Lung cancer illustrates what targeted therapy can accomplish. For patients whose tumors carry actionable genetic changes, these treatments have extended the time before disease progresses, lengthened overall survival, and improved quality of life for tens of thousands of people. Gregory Durm, an oncologist at Indiana University, noted that in some cases, metastatic lung cancer has been transformed from a death sentence into a manageable chronic condition—not curable, but livable. Yet access remains the central problem. Cost keeps these treatments out of reach for many patients, even in wealthy countries.
Perhaps the most resonant finding concerned what happens after treatment ends. A study called Challenge examined colon cancer patients who completed surgery and chemotherapy, then enrolled in a structured exercise program. Those who exercised regularly cut their risk of cancer returning or a new cancer developing by twenty-eight percent. Their risk of death fell by thirty-seven percent. Five-year disease-free survival reached eighty percent in the exercise group versus seventy-four percent in those who received only general advice about healthy living. Overall five-year survival was ninety percent versus eighty-three percent.
These results are reshaping how oncologists counsel patients after treatment. For years, doctors recommended exercise, healthy eating, and weight control as general wellness measures. Now evidence is accumulating that these practices directly influence whether cancer comes back. Smaletz reflected on the shift: oncology is moving from faith-based recommendations to data-driven ones. The implication is profound.
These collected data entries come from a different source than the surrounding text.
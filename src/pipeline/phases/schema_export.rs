//! Artifact generation step
//!
//! Runs the application's introspection command inside the assembled image
//! and persists its stdout as the schema artifact. A non-zero exit or empty
//! output aborts the build: a broken schema must never ship. The step is
//! skipped entirely when the application declares no introspection command.

use super::super::context::BuildContext;
use super::super::phase_trait::BuildPhase;
use crate::error::{BuildError, SchemaExportError};
use crate::image::{APP_DIR, SCHEMA_ARTIFACT_FILE};
use async_trait::async_trait;
use tokio::process::Command;
use tracing::{debug, info};

pub struct SchemaExportPhase;

#[async_trait]
impl BuildPhase for SchemaExportPhase {
    async fn execute(&self, context: &mut BuildContext) -> Result<(), BuildError> {
        let introspect = match &context.config.introspect {
            Some(argv) => argv.clone(),
            None => {
                debug!("No introspection command declared, skipping schema export");
                return Ok(());
            }
        };

        let staging = context.staging()?.to_path_buf();
        let env_path = context.cached_env()?.path.clone();
        let command = introspect.join(" ");

        debug!(command = %command, "Exporting schema");
        let output = Command::new(&introspect[0])
            .args(&introspect[1..])
            .current_dir(staging.join(APP_DIR))
            .env("GALLEY_DEPS", &env_path)
            .output()
            .await
            .map_err(|source| SchemaExportError::Spawn {
                command: command.clone(),
                source,
            })?;

        if !output.status.success() {
            return Err(SchemaExportError::CommandFailed {
                status: output.status.code().unwrap_or(-1),
                stderr: String::from_utf8_lossy(&output.stderr).trim().to_string(),
            }
            .into());
        }

        if output.stdout.iter().all(u8::is_ascii_whitespace) {
            return Err(SchemaExportError::EmptyOutput.into());
        }

        let artifact = staging.join(SCHEMA_ARTIFACT_FILE);
        std::fs::write(&artifact, &output.stdout).map_err(|source| SchemaExportError::Write {
            path: artifact.clone(),
            source,
        })?;

        info!(artifact = %artifact.display(), bytes = output.stdout.len(), "Schema artifact written");
        context.schema_artifact = Some(SCHEMA_ARTIFACT_FILE.to_string());
        Ok(())
    }
}

#[cfg(test)]
mod tests {
    use super::super::assemble::AssemblePhase;
    use super::super::deps_cache::DepsCachePhase;
    use super::*;
    use crate::config::{AppConfig, Variant};
    use crate::installer::MockInstaller;
    use crate::store::CacheStore;
    use std::sync::Arc;
    use tempfile::TempDir;

    fn context_with_introspect(dir: &TempDir, introspect: &str) -> BuildContext {
        let source = dir.path().join("src");
        std::fs::create_dir_all(&source).unwrap();
        std::fs::write(source.join("deps.txt"), "libfoo\n").unwrap();
        std::fs::write(
            source.join("galley.toml"),
            format!(
                r#"
name = "svc"
command = ["serve"]
{introspect}

[installer]
dependency = ["pkg", "install", "{{spec}}", "--into", "{{env}}"]
"#
            ),
        )
        .unwrap();

        let config = AppConfig::load(&source).unwrap();
        let store = CacheStore::open(&dir.path().join("store")).unwrap();
        BuildContext::new(
            source,
            dir.path().join("out"),
            config,
            Variant::Production,
            Arc::new(MockInstaller::new()),
            store,
        )
        .unwrap()
    }

    async fn run_until_schema(context: &mut BuildContext) -> Result<(), BuildError> {
        DepsCachePhase.execute(context).await.unwrap();
        AssemblePhase.execute(context).await.unwrap();
        SchemaExportPhase.execute(context).await
    }

    #[tokio::test]
    async fn test_schema_written_from_stdout() {
        let dir = TempDir::new().unwrap();
        let mut context = context_with_introspect(
            &dir,
            r#"introspect = ["sh", "-c", "echo 'type Query { ping: String }'"]"#,
        );

        run_until_schema(&mut context).await.unwrap();

        assert_eq!(
            context.schema_artifact.as_deref(),
            Some(SCHEMA_ARTIFACT_FILE)
        );
        let content =
            std::fs::read_to_string(context.staging().unwrap().join(SCHEMA_ARTIFACT_FILE)).unwrap();
        assert!(content.contains("type Query"));
    }

    #[tokio::test]
    async fn test_step_skipped_without_introspection_command() {
        let dir = TempDir::new().unwrap();
        let mut context = context_with_introspect(&dir, "");

        run_until_schema(&mut context).await.unwrap();

        assert!(context.schema_artifact.is_none());
        assert!(!context
            .staging()
            .unwrap()
            .join(SCHEMA_ARTIFACT_FILE)
            .exists());
    }

    #[tokio::test]
    async fn test_nonzero_exit_fails_build() {
        let dir = TempDir::new().unwrap();
        let mut context = context_with_introspect(
            &dir,
            r#"introspect = ["sh", "-c", "echo broken >&2; exit 2"]"#,
        );

        let err = run_until_schema(&mut context).await.unwrap_err();
        match err {
            BuildError::SchemaExport(SchemaExportError::CommandFailed { status, stderr }) => {
                assert_eq!(status, 2);
                assert_eq!(stderr, "broken");
            }
            other => panic!("Expected CommandFailed, got {:?}", other),
        }
    }

    #[tokio::test]
    async fn test_empty_output_fails_build() {
        let dir = TempDir::new().unwrap();
        let mut context =
            context_with_introspect(&dir, r#"introspect = ["sh", "-c", "printf '  \n'"]"#);

        let err = run_until_schema(&mut context).await.unwrap_err();
        assert!(matches!(
            err,
            BuildError::SchemaExport(SchemaExportError::EmptyOutput)
        ));
    }
}
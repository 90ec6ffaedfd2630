pub mod logging;

pub use logging::{init_logging, parse_level, LoggingConfig};
//! Dependency manifest parsing
//!
//! A manifest is a plain-text, line-oriented list of dependency specifiers:
//! one `name` plus optional version constraint per line. Blank lines and `#`
//! comments are ignored. The manifest exposes a canonical form from which its
//! content digest is derived, so two manifests that differ only in comments or
//! whitespace address the same cached environment.

use crate::digest::Digest;
use regex::Regex;
use std::fmt;
use std::path::{Path, PathBuf};
use thiserror::Error;

#[derive(Debug, Error)]
pub enum ManifestError {
    #[error("Manifest not found: {0}")]
    NotFound(PathBuf),

    #[error("Failed to read manifest {path}: {source}")]
    Read {
        path: PathBuf,
        #[source]
        source: std::io::Error,
    },

    #[error("Invalid dependency specifier on line {line_no}: '{line}'")]
    InvalidSpecifier { line_no: usize, line: String },
}

/// A single dependency declaration: a package name and an optional version
/// constraint (e.g. `>=1.0`, `==2.3.1`).
#[derive(Debug, Clone, PartialEq, Eq)]
pub struct DependencySpec {
    pub name: String,
    pub constraint: Option<String>,
}

impl fmt::Display for DependencySpec {
    fn fmt(&self, f: &mut fmt::Formatter<'_>) -> fmt::Result {
        match &self.constraint {
            Some(c) => write!(f, "{}{}", self.name, c),
            None => write!(f, "{}", self.name),
        }
    }
}

/// An ordered, immutable list of dependency specifiers
#[derive(Debug, Clone, PartialEq, Eq)]
pub struct Manifest {
    specs: Vec<DependencySpec>,
}

impl Manifest {
    /// Load and parse a manifest file
    pub fn load(path: &Path) -> Result<Self, ManifestError> {
        if !path.is_file() {
            return Err(ManifestError::NotFound(path.to_path_buf()));
        }

        let content = std::fs::read_to_string(path).map_err(|source| ManifestError::Read {
            path: path.to_path_buf(),
            source,
        })?;

        Self::parse(&content)
    }

    /// Parse manifest content
    ///
    /// Blank lines and comment lines are skipped; trailing ` # ...` comments
    /// are stripped before the specifier is parsed.
    pub fn parse(content: &str) -> Result<Self, ManifestError> {
        let spec_re = Regex::new(r"^([A-Za-z0-9][A-Za-z0-9._+-]*)\s*([=<>!~].*)?$")
            .expect("valid regex");

        let mut specs = Vec::new();

        for (idx, raw_line) in content.lines().enumerate() {
            let line = match raw_line.find('#') {
                Some(pos) => &raw_line[..pos],
                None => raw_line,
            };
            let line = line.trim();

            if line.is_empty() {
                continue;
            }

            let captures = spec_re
                .captures(line)
                .ok_or_else(|| ManifestError::InvalidSpecifier {
                    line_no: idx + 1,
                    line: raw_line.to_string(),
                })?;

            let name = captures[1].to_string();
            let constraint = captures.get(2).map(|m| {
                // Normalize internal whitespace so "foo >= 1.0" and "foo>=1.0"
                // produce the same canonical form
                m.as_str().split_whitespace().collect::<String>()
            });

            specs.push(DependencySpec { name, constraint });
        }

        Ok(Self { specs })
    }

    pub fn specs(&self) -> &[DependencySpec] {
        &self.specs
    }

    pub fn len(&self) -> usize {
        self.specs.len()
    }

    pub fn is_empty(&self) -> bool {
        self.specs.is_empty()
    }

    /// Canonical form: one normalized specifier per line, in manifest order
    pub fn canonical(&self) -> String {
        let mut out = String::new();
        for spec in &self.specs {
            out.push_str(&spec.to_string());
            out.push('\n');
        }
        out
    }

    /// Content digest of the canonical form; the cached environment key
    pub fn digest(&self) -> Digest {
        Digest::sha256_of(self.canonical().as_bytes())
    }
}
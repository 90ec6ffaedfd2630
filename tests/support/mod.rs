//! Shared fixtures for integration tests

use galley::config::{AppConfig, Variant};
use galley::installer::MockInstaller;
use galley::pipeline::BuildContext;
use galley::store::CacheStore;
use std::path::{Path, PathBuf};
use std::sync::Arc;

pub const BASE_CONFIG: &str = r#"
name = "svc"
command = ["appserver", "main:app"]
installer = { dependency = ["pkg", "install", "{spec}", "--into", "{env}"] }
"#;

/// Write a minimal application source tree and return its root
pub fn write_app(root: &Path, manifest: &str, config: &str) -> PathBuf {
    let source = root.join("app-src");
    std::fs::create_dir_all(&source).unwrap();
    std::fs::write(source.join("deps.txt"), manifest).unwrap();
    std::fs::write(source.join("galley.toml"), config).unwrap();
    std::fs::write(source.join("server.py"), "print('serving')\n").unwrap();
    source
}

/// Build a context over an existing source tree, sharing `installer` and the
/// store at `store_root`
pub fn build_context(
    source: &Path,
    output: &Path,
    store_root: &Path,
    installer: Arc<MockInstaller>,
    variant: Variant,
) -> BuildContext {
    let config = AppConfig::load(source).unwrap();
    let store = CacheStore::open(store_root).unwrap();
    BuildContext::new(
        source.to_path_buf(),
        output.to_path_buf(),
        config,
        variant,
        installer,
        store,
    )
    .unwrap()
}
//! # Keel Host
//!
//! The service layer around `keel-core`. The core verifies; the host decides
//! who may ask it to.
//!
//! ## Responsibilities
//!
//! - **Authority** (`auth`, `relays`): owner-only configuration and an
//!   allow-list of relays that may submit headers.
//! - **Registry** (`registry`): one [`ChainService`] per remote chain, keyed
//!   by chain id, answering the anchored-block queries downstream ledgers use.
//! - **Persistence** (`snapshot`): chain state is saved as JSON on exit and
//!   restored on start.
//! - **Block merkle history** (`history`): per-relay accumulator snapshots.

pub mod auth;
pub mod config;
pub mod error;
pub mod history;
pub mod registry;
pub mod relays;
pub mod service;
pub mod snapshot;

pub use auth::CallContext;
pub use config::{ChainEntry, HostConfig};
pub use error::HostError;
pub use history::{MerkleHistory, BLOCK_MERKLE_INTERVAL};
pub use registry::ChainRegistry;
pub use relays::{RelayAction, RelaySet};
pub use service::ChainService;

use tracing_subscriber::EnvFilter;

/// Install a `fmt` subscriber filtered by `RUST_LOG`, defaulting to `info`.
/// Does nothing if a subscriber is already installed.
pub fn init_tracing() {
    let filter = EnvFilter::try_from_default_env().unwrap_or_else(|_| EnvFilter::new("info"));
    let _ = tracing_subscriber::fmt().with_env_filter(filter).try_init();
}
The fight against cancer is no longer confined to the clinic. It extends into the patient's daily life—into the hours spent moving, eating, resting. Treatment and living have become inseparable.
Notable Quotes
This will probably be one of the main trends in the coming years. We're seeing ADCs advance in ovarian, bladder, prostate, breast and lung cancer.— Oren Smaletz, oncologist at Einstein Hospital
In some cases, these treatments have transformed metastatic lung cancer into a treatable chronic condition, though still not curable.— Gregory Durm, oncologist at Indiana University
The Hearth Conversation Another angle on the story
Why does a drug that works on pancreatic cancer matter if it only extends survival by six months?
Because three percent of these patients were alive five years ago. Six months doubled is twelve months. Some of those people will reach a year, maybe longer. And the drug opens a path to treating RAS mutations across many cancers, not just pancreas.
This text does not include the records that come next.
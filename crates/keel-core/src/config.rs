//! Tunable parameters of the light client.
//!
//! The defaults are the production values for a remote chain with 21 active
//! producers, 12 consecutive blocks per producer and 500 ms blocks.

use serde::{Deserialize, Serialize};
use thiserror::Error;

/// Smallest `lib_depth` an operator may configure.
pub const MIN_LIB_DEPTH: u32 = 50;

/// Largest `lib_depth` an operator may configure.
pub const MAX_LIB_DEPTH: u32 = 400;

#[derive(Debug, Error, Clone, PartialEq, Eq)]
pub enum ConfigError {
    #[error("lib_depth {0} out of range 50..=400")]
    LibDepthOutOfRange(u32),

    #[error("{field} must be greater than zero")]
    Zero { field: &'static str },

    #[error("trim_length {trim_length} must be smaller than section_max_length {section_max_length}")]
    TrimLength {
        trim_length: u32,
        section_max_length: u32,
    },

    #[error("repeat_window {repeat_window} must not exceed rotation_window {rotation_window}")]
    RepeatWindow {
        repeat_window: usize,
        rotation_window: usize,
    },

    #[error("Invalid configuration JSON: {0}")]
    Json(String),
}

/// How a producer schedule is hashed into the signing digest.
#[derive(Clone, Copy, Debug, Default, PartialEq, Eq, Serialize, Deserialize)]
#[serde(rename_all = "snake_case")]
pub enum ScheduleHashMode {
    /// SHA256 over the packed `(version, [(producer, key)])` schedule.
    #[default]
    Legacy,
    /// SHA256 over the packed weighted-authority form of the schedule,
    /// used once the remote chain activates multi-key signing authorities.
    WeightedAuthority,
}

/// Parameters of header-chain verification and storage bounds.
#[derive(Clone, Debug, PartialEq, Eq, Serialize, Deserialize)]
#[serde(default)]
pub struct ChainConfig {
    /// Confirming blocks after which a section counts as final.
    pub lib_depth: u32,
    /// Longest span a section may reach before its oldest records are trimmed.
    pub section_max_length: u32,
    /// Records removed from the front of an over-long section in one step.
    pub trim_length: u32,
    /// Producer schedules retained before the oldest is evicted.
    pub prodsches_max_records: u64,
    /// Sections retained before the oldest is evicted.
    pub sections_max_records: usize,
    /// Consecutive blocks each producer signs per turn.
    pub producer_repetitions: u32,
    /// Producer/block-number pairs kept in a section's rotation window.
    pub rotation_window: usize,
    /// A producer may not reappear within this many window entries.
    pub repeat_window: usize,
    /// Largest allowed jump between consecutive producers' schedule positions.
    pub max_span: usize,
    /// Smallest schedule for which rotation-window checks can be enforced.
    pub min_schedule_producers: usize,
    /// Blocks that must elapse between a schedule proposal and its activation.
    pub min_rotation_gap: u32,
    /// Records any pruning call may delete.
    pub max_delete_per_call: u32,
    /// Distinct producers a PBFT proof must carry.
    pub pbft_quorum: usize,
    /// Batch mode keeps header records this many blocks behind the head.
    pub chaindb_max_history_blocks: u32,
    /// Local test networks with fewer producers than a real schedule:
    /// disables the rotation window and the rotation gap checks.
    pub few_producers_test: bool,
    pub schedule_hash_mode: ScheduleHashMode,
}

impl Default for ChainConfig {
    fn default() -> Self {
        Self {
            lib_depth: 325,
            section_max_length: 1000,
            trim_length: 50,
            prodsches_max_records: 5,
            sections_max_records: 5,
            producer_repetitions: 12,
            rotation_window: 21,
            repeat_window: 15,
            max_span: 4,
            min_schedule_producers: 16,
            min_rotation_gap: 20 * 12,
            max_delete_per_call: 150,
            pbft_quorum: 15,
            chaindb_max_history_blocks: 60 * 60 * 2,
            few_producers_test: false,
            schedule_hash_mode: ScheduleHashMode::Legacy,
        }
    }
}

impl ChainConfig {
    /// Parse a JSON configuration; missing fields take their defaults.
    pub fn from_json_str(json: &str) -> Result<Self, ConfigError> {
        let config: Self = serde_json::from_str(json).map_err(|e| ConfigError::Json(e.to_string()))?;
        config.validate()?;
        Ok(config)
    }

    pub fn validate(&self) -> Result<(), ConfigError> {
        if !(MIN_LIB_DEPTH..=MAX_LIB_DEPTH).contains(&self.lib_depth) {
            return Err(ConfigError::LibDepthOutOfRange(self.lib_depth));
        }

        let non_zero = [
            ("section_max_length", self.section_max_length as u64),
            ("trim_length", self.trim_length as u64),
            ("prodsches_max_records", self.prodsches_max_records),
            ("sections_max_records", self.sections_max_records as u64),
            ("producer_repetitions", self.producer_repetitions as u64),
            ("rotation_window", self.rotation_window as u64),
            ("max_delete_per_call", self.max_delete_per_call as u64),
            ("pbft_quorum", self.pbft_quorum as u64),
            ("chaindb_max_history_blocks", self.chaindb_max_history_blocks as u64),
        ];
        if let Some(&(field, _)) = non_zero.iter().find(|(_, v)| *v == 0) {
            return Err(ConfigError::Zero { field });
        }

        if self.trim_length >= self.section_max_length {
            return Err(ConfigError::TrimLength {
                trim_length: self.trim_length,
                section_max_length: self.section_max_length,
            });
        }
        if self.repeat_window > self.rotation_window {
            return Err(ConfigError::RepeatWindow {
                repeat_window: self.repeat_window,
                rotation_window: self.rotation_window,
            });
        }
        Ok(())
    }
}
So the real story isn't pancreatic cancer—it's RAS?
Partly. But pancreatic cancer is the story because it's where the breakthrough happened first. It's the proof that targeting RAS works in humans, not just in labs.
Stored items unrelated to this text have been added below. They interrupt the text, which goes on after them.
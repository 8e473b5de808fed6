//! # Keel Core
//!
//! Pure Rust light client for EOSIO-style remote chains.
//!
//! This crate contains **no storage or networking code**. It is the
//! verification heart of Keel: every remote block header and every
//! transaction inclusion claim passes through these functions before it is
//! trusted.
//!
//! ## Trust Model
//!
//! - **Header chain** (`consensus` module): Verifies producer signatures over
//!   each header, its accumulator of all earlier block ids, and the pending
//!   producer schedule. Finality comes either from depth (a section is final
//!   once `lib_depth` blocks deep under an unchanged schedule) or from a PBFT
//!   quorum of the active producers.
//!
//! - **Inclusion proofs** (`merkle` module): Verifies canonical Merkle paths
//!   from a transaction receipt digest up to the transaction root of an
//!   anchor block. Zero trust assumptions beyond the anchored header.
//!
//! ## Usage
//!
//! ```ignore
//! use keel_core::consensus::LightClient;
//! use keel_core::{ChainConfig, GlobalState};
//!
//! let mut client = LightClient::new(ChainConfig::default(), global)?;
//! client.initialize(header, schedule, blockroot_merkle)?;
//! client.push_section(headers, blockroot_merkle)?;
//! client.verify_transaction_inclusion(block_num, &path, &receipt_digest)?;
//! ```

pub mod codec;
pub mod config;
pub mod consensus;
pub mod error;
pub mod merkle;
pub mod types;

#[cfg(any(test, feature = "testing"))]
pub mod testing;

// Re-export commonly used types for convenience
pub use codec::{digest_of, pack, unpack, CodecError, Pack, Unpack};
pub use config::{ChainConfig, ConfigError, ScheduleHashMode};
pub use consensus::{
    chain::{LightClient, PruneProgress},
    pbft::{verify_batch_proof, verify_quorum, QuorumTarget},
    schedule::{schedule_hash, ProducerScheduleStore},
    signature::{assert_producer_signature, recover_public_key, sig_digest},
};
pub use error::ChainError;
pub use merkle::{merkle_path, merkle_root, verify_merkle_path, IncrementalMerkle, MerkleError};
pub use types::{chain::*, header::*, pbft::*, primitives::*, receipt::*};
//! Ring of the most recent producer schedules, keyed by an increasing id.

use crate::codec::digest_of;
use crate::config::ScheduleHashMode;
use crate::error::ChainError;
use crate::types::chain::ProducerScheduleRecord;
use crate::types::header::ProducerSchedule;
use crate::types::primitives::{Digest, Name, PublicKey};
use serde::{Deserialize, Serialize};
use std::collections::BTreeMap;
use tracing::debug;

/// Digest of a schedule as it enters block signing digests.
pub fn schedule_hash(schedule: &ProducerSchedule, mode: ScheduleHashMode) -> Digest {
    match mode {
        ScheduleHashMode::Legacy => digest_of(schedule),
        ScheduleHashMode::WeightedAuthority => digest_of(&schedule.to_authority_schedule()),
    }
}

/// Bounded history of registered producer schedules.
///
/// Ids start at 1 and are never reused while the store is alive. Once the
/// span between the newest and oldest id reaches `max_records`, each new
/// registration evicts the oldest schedule.
#[derive(Clone, Debug, Default, PartialEq, Eq, Serialize, Deserialize)]
pub struct ProducerScheduleStore {
    records: BTreeMap<u64, ProducerScheduleRecord>,
}

impl ProducerScheduleStore {
    pub fn new() -> Self {
        Self::default()
    }

    pub fn is_empty(&self) -> bool {
        self.records.is_empty()
    }

    pub fn len(&self) -> usize {
        self.records.len()
    }

    /// Register `schedule` and return its id.
    pub fn register(
        &mut self,
        schedule: ProducerSchedule,
        mode: ScheduleHashMode,
        max_records: u64,
    ) -> u64 {
        let id = self.records.keys().next_back().map_or(1, |last| last + 1);
        let schedule_hash = schedule_hash(&schedule, mode);
        debug!(schedule_id = id, version = schedule.version, producers = schedule.producers.len(), "registering producer schedule");
        self.records.insert(
            id,
            ProducerScheduleRecord {
                id,
                schedule,
                schedule_hash,
            },
        );

        if let Some(&first) = self.records.keys().next() {
            if id - first >= max_records {
                self.records.remove(&first);
                debug!(schedule_id = first, "evicted oldest producer schedule");
            }
        }
        id
    }

    pub fn get(&self, id: u64) -> Result<&ProducerScheduleRecord, ChainError> {
        self.records.get(&id).ok_or(ChainError::ScheduleNotFound { id })
    }

    pub fn schedule(&self, id: u64) -> Result<&ProducerSchedule, ChainError> {
        Ok(&self.get(id)?.schedule)
    }

    /// Signing key of `producer` in schedule `id`.
    pub fn resolve_key(&self, id: u64, producer: Name) -> Result<PublicKey, ChainError> {
        self.schedule(id)?
            .key_of(producer)
            .copied()
            .ok_or_else(|| ChainError::ProducerNotFound {
                producer: producer.to_string(),
                schedule_id: id,
            })
    }

    /// Producer that signs with `key` in schedule `id`, if any.
    pub fn resolve_producer(&self, id: u64, key: &PublicKey) -> Result<Option<Name>, ChainError> {
        Ok(self.schedule(id)?.producer_of(key))
    }

    pub fn clear(&mut self) {
        self.records.clear();
    }

    pub fn ids(&self) -> impl Iterator<Item = u64> + '_ {
        self.records.keys().copied()
    }
}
What's an antibody-drug conjugate, really?
A guided missile. You attach a poison to a homing device. The homing device finds cancer cells. The poison kills them. Normal cells mostly get left alone.
And that's new?
The concept isn't. But they're getting better at it—more accurate, fewer side effects. It's like the difference between carpet bombing and precision strikes.
The exercise study seems almost too simple. People exercise, cancer doesn't come back as often?
It's not magic. Exercise changes metabolism, reduces inflammation, strengthens immunity. But yes, the data shows it works. The surprise is how much it works—twenty-eight percent reduction in recurrence.
So doctors were wrong to not emphasize this before?
Not wrong. They didn't have the evidence. Now they do. It changes what "treatment" means. It's not just what happens in the hospital anymore.